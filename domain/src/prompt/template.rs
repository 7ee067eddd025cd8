//! Instruction templates for each intent
//!
//! Instructions are written in Brazilian Portuguese, the language end users
//! talk to the assistant in.

use super::intent::Intent;
use crate::util::display_value;
use chrono::NaiveDate;
use serde_json::{Map, Value};

/// Builds the instruction text for an intent from its slot parameters.
pub struct IntentPromptTemplate;

impl IntentPromptTemplate {
    /// Instruction for `intent`. `today` fills in dates the user left out.
    pub fn instruction(intent: &Intent, parameters: &Map<String, Value>, today: NaiveDate) -> String {
        let p = |key: &str| param(parameters, key, "");

        match intent {
            Intent::ConfigureAvailability => Self::availability(
                &p("dias_semana"),
                &p("horario_inicio"),
                &p("horario_fim"),
            ),
            Intent::ConfigureCancellationPolicy => Self::cancellation_policy(
                &param(parameters, "limite_cancelamento_horas", "0"),
                &param(parameters, "taxa_cancelamento_valor", "0"),
            ),
            Intent::RequestBooking => format!(
                r#"Um cliente deseja agendar um serviço com os seguintes detalhes:
- Nome do cliente: {}
- Email do cliente: {}
- Tipo de serviço: {}
- Preferência de data: {}
- Preferência de período: {}

Por favor, verifique a disponibilidade do profissional para esta preferência
e sugira horários específicos disponíveis. A resposta deve ser em português
brasileiro (pt-BR)."#,
                p("cliente_nome"),
                p("cliente_email"),
                p("servico_tipo"),
                p("preferencia_data"),
                p("preferencia_periodo"),
            ),
            Intent::SelectSpecificTime => format!(
                r#"O cliente selecionou um horário específico para agendamento:
- Nome do cliente: {}
- Email do cliente: {}
- Tipo de serviço: {}
- Data escolhida: {}
- Horário escolhido: {}

Por favor, crie um evento pendente no Google Calendar do profissional com
status "Pendente" e cor laranja (color_id=6). Também registre este pré-agendamento
no Google Sheets. Em seguida, gere uma mensagem de confirmação do pré-agendamento
para o cliente em português brasileiro (pt-BR), informando que o profissional
precisa confirmar o agendamento."#,
                p("cliente_nome"),
                p("cliente_email"),
                p("servico_tipo"),
                p("data_escolhida"),
                p("horario_escolhido"),
            ),
            Intent::ManagePendingRequest => Self::pending_request(&p("action"), &p("event_id")),
            Intent::QueryAgenda => {
                let mut date = p("data_consulta");
                if date.is_empty() {
                    date = today.format("%Y-%m-%d").to_string();
                }
                format!(
                    r#"O profissional deseja consultar sua agenda para a data: {date}.

Por favor, liste todos os compromissos (confirmados e pendentes) para esta data,
obtendo as informações do Google Calendar. A resposta deve ser em português
brasileiro (pt-BR) e deve incluir o horário, status (confirmado/pendente) e
nome do cliente para cada compromisso."#
                )
            }
            Intent::RequestCancellation => format!(
                r#"O cliente {} deseja cancelar o agendamento com ID {}.

Por favor, verifique a política de cancelamento do profissional e determine
se há alguma taxa aplicável com base no tempo restante até o agendamento.

Em seguida, informe ao cliente sobre a política e pergunte se deseja prosseguir
com o cancelamento. A resposta deve ser em português brasileiro (pt-BR)."#,
                p("cliente_nome"),
                p("event_id"),
            ),
            Intent::Other(name) => Self::generic(name, parameters),
        }
    }

    fn availability(days: &str, start: &str, end: &str) -> String {
        format!(
            r#"O profissional deseja configurar sua disponibilidade com os seguintes parâmetros:
- Dias da semana: {days}
- Horário de início: {start}
- Horário de fim: {end}

Por favor, configure esta disponibilidade no Google Calendar do profissional
e atualize a configuração no Google Sheets. Em seguida, gere uma resposta
de confirmação em português brasileiro (pt-BR)."#
        )
    }

    fn cancellation_policy(hours: &str, fee: &str) -> String {
        format!(
            r#"O profissional deseja configurar sua política de cancelamento com os seguintes parâmetros:
- Limite de horas para cancelamento gratuito: {hours} horas
- Taxa de cancelamento (se fora do prazo): R$ {fee}

Por favor, atualize esta política de cancelamento no Google Sheets do profissional.
Em seguida, gere uma resposta de confirmação em português brasileiro (pt-BR)."#
        )
    }

    fn pending_request(action: &str, event_id: &str) -> String {
        format!(
            r#"O profissional deseja {action} (confirmar ou rejeitar) o agendamento pendente com ID {event_id}.

Se a ação for 'confirm':
- Atualize o evento no Google Calendar para status "Confirmado" e cor verde (color_id=10)
- Atualize o registro no Google Sheets
- Gere uma mensagem de notificação para o cliente em português brasileiro (pt-BR)

Se a ação for 'reject':
- Exclua o evento do Google Calendar
- Atualize o registro no Google Sheets como "Rejeitado"
- Gere uma mensagem de notificação para o cliente em português brasileiro (pt-BR)"#
        )
    }

    fn generic(intent_name: &str, parameters: &Map<String, Value>) -> String {
        let rendered = serde_json::to_string_pretty(parameters).unwrap_or_else(|_| "{}".to_string());
        format!(
            r#"O usuário acionou a intent "{intent_name}" com os seguintes parâmetros:
{rendered}

Por favor, gere uma resposta apropriada em português brasileiro (pt-BR)."#
        )
    }
}

fn param(parameters: &Map<String, Value>, key: &str, default: &str) -> String {
    match parameters.get(key) {
        None | Some(Value::Null) => default.to_string(),
        Some(value) => display_value(value),
    }
}

#[cfg(test)]
mod tests {
    use super::*;
    use serde_json::json;

    fn params(value: Value) -> Map<String, Value> {
        value.as_object().cloned().unwrap()
    }

    fn today() -> NaiveDate {
        NaiveDate::from_ymd_opt(2025, 3, 14).unwrap()
    }

    #[test]
    fn test_availability_joins_weekdays() {
        let text = IntentPromptTemplate::instruction(
            &Intent::ConfigureAvailability,
            &params(json!({
                "dias_semana": ["segunda", "quarta"],
                "horario_inicio": "09:00",
                "horario_fim": "18:00"
            })),
            today(),
        );
        assert!(text.contains("- Dias da semana: segunda, quarta"));
        assert!(text.contains("- Horário de início: 09:00"));
        assert!(text.contains("- Horário de fim: 18:00"));
    }

    #[test]
    fn test_cancellation_policy_defaults_to_zero() {
        let text = IntentPromptTemplate::instruction(
            &Intent::ConfigureCancellationPolicy,
            &Map::new(),
            today(),
        );
        assert!(text.contains("cancelamento gratuito: 0 horas"));
        assert!(text.contains("R$ 0"));
    }

    #[test]
    fn test_numbers_render_without_quotes() {
        let text = IntentPromptTemplate::instruction(
            &Intent::ConfigureCancellationPolicy,
            &params(json!({"limite_cancelamento_horas": 24, "taxa_cancelamento_valor": 50.5})),
            today(),
        );
        assert!(text.contains("24 horas"));
        assert!(text.contains("R$ 50.5"));
    }

    #[test]
    fn test_agenda_query_defaults_to_today() {
        let text = IntentPromptTemplate::instruction(&Intent::QueryAgenda, &Map::new(), today());
        assert!(text.contains("para a data: 2025-03-14."));

        let text = IntentPromptTemplate::instruction(
            &Intent::QueryAgenda,
            &params(json!({"data_consulta": "2025-04-01"})),
            today(),
        );
        assert!(text.contains("para a data: 2025-04-01."));
    }

    #[test]
    fn test_pending_request_mentions_action_and_event() {
        let text = IntentPromptTemplate::instruction(
            &Intent::ManagePendingRequest,
            &params(json!({"event_id": "evt_42", "action": "confirm"})),
            today(),
        );
        assert!(text.starts_with("O profissional deseja confirm "));
        assert!(text.contains("ID evt_42"));
        assert!(text.contains("color_id=10"));
    }

    #[test]
    fn test_specific_time_selection_requests_pending_event() {
        let text = IntentPromptTemplate::instruction(
            &Intent::SelectSpecificTime,
            &params(json!({
                "cliente_nome": "Ana",
                "data_escolhida": "2025-03-20",
                "horario_escolhido": "14:00"
            })),
            today(),
        );
        assert!(text.contains("- Nome do cliente: Ana"));
        assert!(text.contains("- Email do cliente: \n"));
        assert!(text.contains("color_id=6"));
    }

    #[test]
    fn test_booking_and_cancellation() {
        let booking = IntentPromptTemplate::instruction(
            &Intent::RequestBooking,
            &params(json!({"cliente_nome": "Bruno", "servico_tipo": "Corte"})),
            today(),
        );
        assert!(booking.contains("- Tipo de serviço: Corte"));

        let cancel = IntentPromptTemplate::instruction(
            &Intent::RequestCancellation,
            &params(json!({"cliente_nome": "Bruno", "event_id": "evt_7"})),
            today(),
        );
        assert!(cancel.starts_with("O cliente Bruno deseja cancelar o agendamento com ID evt_7."));
    }

    #[test]
    fn test_generic_intent_embeds_parameters() {
        let text = IntentPromptTemplate::instruction(
            &Intent::Other("saudacao".to_string()),
            &params(json!({"nome": "Júlia"})),
            today(),
        );
        assert!(text.contains("acionou a intent \"saudacao\""));
        assert!(text.contains("\"nome\": \"Júlia\""));
    }
}
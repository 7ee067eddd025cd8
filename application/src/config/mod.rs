//! Application-level configuration.
//!
//! - [`ExecutionParams`] — request handling control (tool rounds, deadline, defaults)

pub mod execution_params;

pub use execution_params::ExecutionParams;
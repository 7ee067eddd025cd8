//! Gemini model responder

use super::endpoint::{Credential, GeminiEndpoint};
use super::error::{GeminiError, Result};
use super::protocol;
use crate::config::{FileModelConfig, ModelBackend};
use agendai_application::{Exchange, ModelResponder, ResponderError};
use agendai_domain::ResponseTurn;
use agendai_domain::util::truncate_str;
use async_trait::async_trait;
use std::time::Duration;
use tracing::{debug, info};

/// Default per-request HTTP timeout.
pub const DEFAULT_TIMEOUT: Duration = Duration::from_secs(30);

/// [`ModelResponder`] backed by the `generateContent` REST endpoint.
pub struct GeminiResponder {
    client: reqwest::Client,
    endpoint: GeminiEndpoint,
    credential: Credential,
}

impl GeminiResponder {
    pub fn new(endpoint: GeminiEndpoint, credential: Credential) -> Result<Self> {
        Self::with_timeout(endpoint, credential, DEFAULT_TIMEOUT)
    }

    pub fn with_timeout(
        endpoint: GeminiEndpoint,
        credential: Credential,
        timeout: Duration,
    ) -> Result<Self> {
        let client = reqwest::Client::builder().timeout(timeout).build()?;

        info!(model = %endpoint.model, url = %endpoint.url(), "GeminiResponder initialized");

        Ok(Self {
            client,
            endpoint,
            credential,
        })
    }

    /// Build from the `[model]` section, reading the credential from the
    /// configured environment variable.
    pub fn from_config(config: &FileModelConfig) -> Result<Self> {
        let (endpoint, credential) = match config.parse_backend().0 {
            ModelBackend::Vertex => {
                let project = config.project().ok_or(GeminiError::MissingProject)?;
                (
                    GeminiEndpoint::vertex(project, config.location.trim(), config.model_name.trim()),
                    Credential::from_env(&config.access_token_env, true)?,
                )
            }
            ModelBackend::Gemini => (
                GeminiEndpoint::generative_language(config.model_name.trim()),
                Credential::from_env(&config.api_key_env, false)?,
            ),
        };
        let endpoint = match &config.base_url {
            Some(base_url) => endpoint.with_base_url(base_url),
            None => endpoint,
        };
        Self::with_timeout(endpoint, credential, Duration::from_secs(config.timeout_secs))
    }

    pub fn endpoint(&self) -> &GeminiEndpoint {
        &self.endpoint
    }

    async fn generate(&self, exchange: Exchange<'_>) -> Result<ResponseTurn> {
        let body = protocol::request_body(exchange);
        debug!(turns = exchange.turns.len(), "Sending generateContent request");

        let request = self.client.post(self.endpoint.url()).json(&body);
        let resp = self.credential.apply(request).send().await?;

        let status = resp.status();
        let text = resp.text().await?;
        if !status.is_success() {
            return Err(GeminiError::from_status(status.as_u16(), &text));
        }

        serde_json::from_str::<ResponseTurn>(&text).map_err(|e| GeminiError::Parse {
            error: e.to_string(),
            raw: truncate_str(&text, 500).to_string(),
        })
    }
}

#[async_trait]
impl ModelResponder for GeminiResponder {
    async fn send(&self, exchange: Exchange<'_>) -> std::result::Result<ResponseTurn, ResponderError> {
        let turn = self.generate(exchange).await?;
        debug!(
            candidates = turn.candidates.len(),
            calls = turn.function_calls().count(),
            "Received generateContent response"
        );
        Ok(turn)
    }

    fn model_name(&self) -> &str {
        &self.endpoint.model
    }
}
/// Input for the HandleIntent use case
#[derive(Debug, Clone)]
pub struct HandleIntentInput {
    pub request: WebhookRequest,
    /// Local time the request was received; feeds the context timestamp and
    /// date defaults such as "today".
    pub received_at: NaiveDateTime,
}

impl HandleIntentInput {
    pub fn new(request: WebhookRequest, received_at: NaiveDateTime) -> Self {
        Self {
            request,
            received_at,
        }
    }
}

/// Output of a successfully handled intent
#[derive(Debug, Clone)]
pub struct HandleIntentOutput {
    pub reply: WebhookReply,
    /// Tool rounds the request needed
    pub iterations: usize,
    /// Tools executed, in order
    pub executed_tools: Vec<String>,
}

/// Use case for serving one webhook request
pub struct HandleIntentUseCase {
    responder: Arc<dyn ModelResponder>,
    executor: Arc<dyn ToolExecutorPort>,
    catalog: Arc<ToolCatalog>,
    settings: GenerationSettings,
    params: ExecutionParams,
    conversation_logger: Arc<dyn ConversationLogger>,
}

impl HandleIntentUseCase {
    pub fn new(
        responder: Arc<dyn ModelResponder>,
        executor: Arc<dyn ToolExecutorPort>,
        catalog: Arc<ToolCatalog>,
    ) -> Self {
        Self {
            responder,
            executor,
            catalog,
            settings: GenerationSettings::default(),
            params: ExecutionParams::default(),
            conversation_logger: Arc::new(NoConversationLogger),
        }
    }

    pub fn with_settings(mut self, settings: GenerationSettings) -> Self {
        self.settings = settings;
        self
    }

    pub fn with_params(mut self, params: ExecutionParams) -> Self {
        self.params = params;
        self
    }

    pub fn with_conversation_logger(mut self, logger: Arc<dyn ConversationLogger>) -> Self {
        self.conversation_logger = logger;
        self
    }

    pub fn params(&self) -> &ExecutionParams {
        &self.params
    }

    /// Serve the request. Every failure is returned to the caller.
    pub async fn execute(
        &self,
        input: HandleIntentInput,
        cancellation: CancellationToken,
    ) -> Result<HandleIntentOutput, HandleIntentError> {
        let request = &input.request;
        let Ok(intent) = request.intent_name.parse::<Intent>();
        info!(
            session = %request.session_id,
            intent = %intent,
            known = intent.is_known(),
            "Handling intent"
        );

        let context = self.build_context(&input);
        let instruction = IntentPromptTemplate::instruction(
            &intent,
            &request.parameters,
            input.received_at.date(),
        );
        let prompt = PromptBuilder::build(&instruction, &context)?;

        self.conversation_logger.log(ConversationEvent::new(
            "prompt",
            json!({
                "session": request.session_id,
                "intent": intent.as_str(),
                "text": prompt,
            }),
        ));

        let guard = CallGuard::new(cancellation).with_timeout(self.params.request_timeout);
        let mut session = ConversationSession::new(
            Arc::clone(&self.responder),
            Arc::clone(&self.catalog),
            self.settings,
            guard,
        )
        .with_id(request.session_id.clone());

        let initial = session
            .start_with_context(&prompt, Value::Object(context))
            .await?;

        let dispatch = ToolDispatchLoop::new(Arc::clone(&self.executor), self.params.max_iterations)
            .with_parallel_batches(self.params.parallel_batches)
            .with_conversation_logger(Arc::clone(&self.conversation_logger));
        let outcome = dispatch.run(&mut session, initial).await?;

        if outcome.text.trim().is_empty() {
            return Err(HandleIntentError::EmptyReply);
        }

        info!(
            session = %request.session_id,
            iterations = outcome.iterations,
            tools = outcome.executed.len(),
            "Reply ready: {}",
            truncate_str(&outcome.text, 100)
        );
        self.conversation_logger.log(ConversationEvent::new(
            "reply",
            json!({
                "session": request.session_id,
                "text": outcome.text,
                "iterations": outcome.iterations,
                "tools": outcome.executed,
            }),
        ));

        Ok(HandleIntentOutput {
            reply: WebhookReply::new(outcome.text),
            iterations: outcome.iterations,
            executed_tools: outcome.executed,
        })
    }

    /// Serve the request, converting any failure into the localized fallback
    /// reply. Error details go to the log only.
    pub async fn respond(&self, input: HandleIntentInput, cancellation: CancellationToken) -> WebhookReply {
        let language = input.request.language();
        let session_id = input.request.session_id.clone();
        match self.execute(input, cancellation).await {
            Ok(output) => output.reply,
            Err(e) => {
                error!(session = %session_id, cancelled = e.is_cancelled(), "Request failed: {}", e);
                WebhookReply::fallback(language)
            }
        }
    }

    fn build_context(&self, input: &HandleIntentInput) -> Map<String, Value> {
        let request = &input.request;
        let professional_id = request
            .parameter_str("professional_id")
            .unwrap_or(&self.params.default_professional_id);

        let mut context = Map::new();
        context.insert("professional_id".to_string(), json!(professional_id));
        context.insert("intent".to_string(), json!(request.intent_name));
        context.insert(
            "parameters".to_string(),
            Value::Object(request.parameters.clone()),
        );
        context.insert("session_id".to_string(), json!(request.session_id));
        context.insert("language_code".to_string(), json!(request.language_code));
        context.insert(
            "timestamp".to_string(),
            json!(input.received_at.format("%Y-%m-%dT%H:%M:%S%.6f").to_string()),
        );
        context
    }
}
//! Generation configuration from TOML (`[generation]` section)

use agendai_domain::{ConfigIssue, ConfigIssueCode, GenerationSettings, SettingsError};
use serde::{Deserialize, Serialize};

/// Raw sampling parameters from TOML
#[derive(Debug, Clone, PartialEq, Serialize, Deserialize)]
#[serde(default)]
pub struct FileGenerationConfig {
    pub temperature: f32,
    pub max_output_tokens: u32,
    pub top_p: f32,
    pub top_k: u32,
}

impl Default for FileGenerationConfig {
    fn default() -> Self {
        Self {
            temperature: GenerationSettings::DEFAULT_TEMPERATURE,
            max_output_tokens: GenerationSettings::DEFAULT_MAX_OUTPUT_TOKENS,
            top_p: GenerationSettings::DEFAULT_TOP_P,
            top_k: GenerationSettings::DEFAULT_TOP_K,
        }
    }
}

impl FileGenerationConfig {
    /// Convert to validated settings. An out-of-range value is reported as a
    /// configuration error naming the offending field.
    pub fn to_settings(&self) -> Result<GenerationSettings, ConfigIssue> {
        GenerationSettings::new(
            self.temperature,
            self.max_output_tokens,
            self.top_p,
            self.top_k,
        )
        .map_err(|e| {
            let field = match e {
                SettingsError::Temperature(_) => "generation.temperature",
                SettingsError::MaxOutputTokens => "generation.max_output_tokens",
                SettingsError::TopP(_) => "generation.top_p",
                SettingsError::TopK => "generation.top_k",
            };
            ConfigIssue::error(
                ConfigIssueCode::OutOfRange {
                    field: field.to_string(),
                },
                format!("{field}: {e}"),
            )
        })
    }
}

Work order:
Each line of the data in which the string "None" appears needs to be copied.

Reply:
        None | Some(Value::Null) => default.to_string(),
            None => endpoint,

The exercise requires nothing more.